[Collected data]
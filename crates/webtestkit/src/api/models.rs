// Wire models for the authentication endpoint

use serde::{Deserialize, Serialize};

/// Body of `POST /api/authaccount/login`.
#[derive(Debug, Clone, Serialize)]
pub struct LoginRequest {
    #[serde(rename = "Email")]
    pub email: String,
    #[serde(rename = "Password")]
    pub password: String,
}

/// Login response envelope: `{"Data": {"Token": "..."}}`.
///
/// Field matching is tolerant of casing, mirroring the case-insensitive
/// deserialization the API's other clients use.
#[derive(Debug, Clone, Deserialize)]
pub struct AuthenticationResponse {
    #[serde(default, alias = "Data")]
    pub data: Option<AuthData>,
}

/// Payload of a successful login.
#[derive(Debug, Clone, Deserialize)]
pub struct AuthData {
    #[serde(default, alias = "Token")]
    pub token: Option<String>,
}

impl AuthenticationResponse {
    /// The token, when present and non-blank.
    pub fn token(&self) -> Option<&str> {
        self.data
            .as_ref()
            .and_then(|data| data.token.as_deref())
            .map(str::trim)
            .filter(|token| !token.is_empty())
    }
}

#[cfg(test)]
mod tests {
    use super::*;

    #[test]
    fn login_request_serializes_with_pascal_case_fields() {
        let body = serde_json::to_value(LoginRequest {
            email: "user@test.com".into(),
            password: "pw".into(),
        })
        .unwrap();
        assert_eq!(body["Email"], "user@test.com");
        assert_eq!(body["Password"], "pw");
    }

    #[test]
    fn token_is_extracted_from_the_envelope() {
        let response: AuthenticationResponse =
            serde_json::from_str(r#"{"Data":{"Token":"abc123"}}"#).unwrap();
        assert_eq!(response.token(), Some("abc123"));
    }

    #[test]
    fn lowercase_fields_also_deserialize() {
        let response: AuthenticationResponse =
            serde_json::from_str(r#"{"data":{"token":"abc123"}}"#).unwrap();
        assert_eq!(response.token(), Some("abc123"));
    }

    #[test]
    fn blank_or_missing_tokens_are_treated_as_absent() {
        for body in [
            r#"{}"#,
            r#"{"Data":{}}"#,
            r#"{"Data":{"Token":""}}"#,
            r#"{"Data":{"Token":"   "}}"#,
        ] {
            let response: AuthenticationResponse = serde_json::from_str(body).unwrap();
            assert_eq!(response.token(), None, "body: {body}");
        }
    }
}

■ **WHAT YOU ARE ASKED TO DO**: The answer consists of the lines above that include the word "struct", each copied exactly.

■ **FINISHED EXERCISE**:
pub struct LoginRequest {
pub struct AuthenticationResponse {
pub struct AuthData {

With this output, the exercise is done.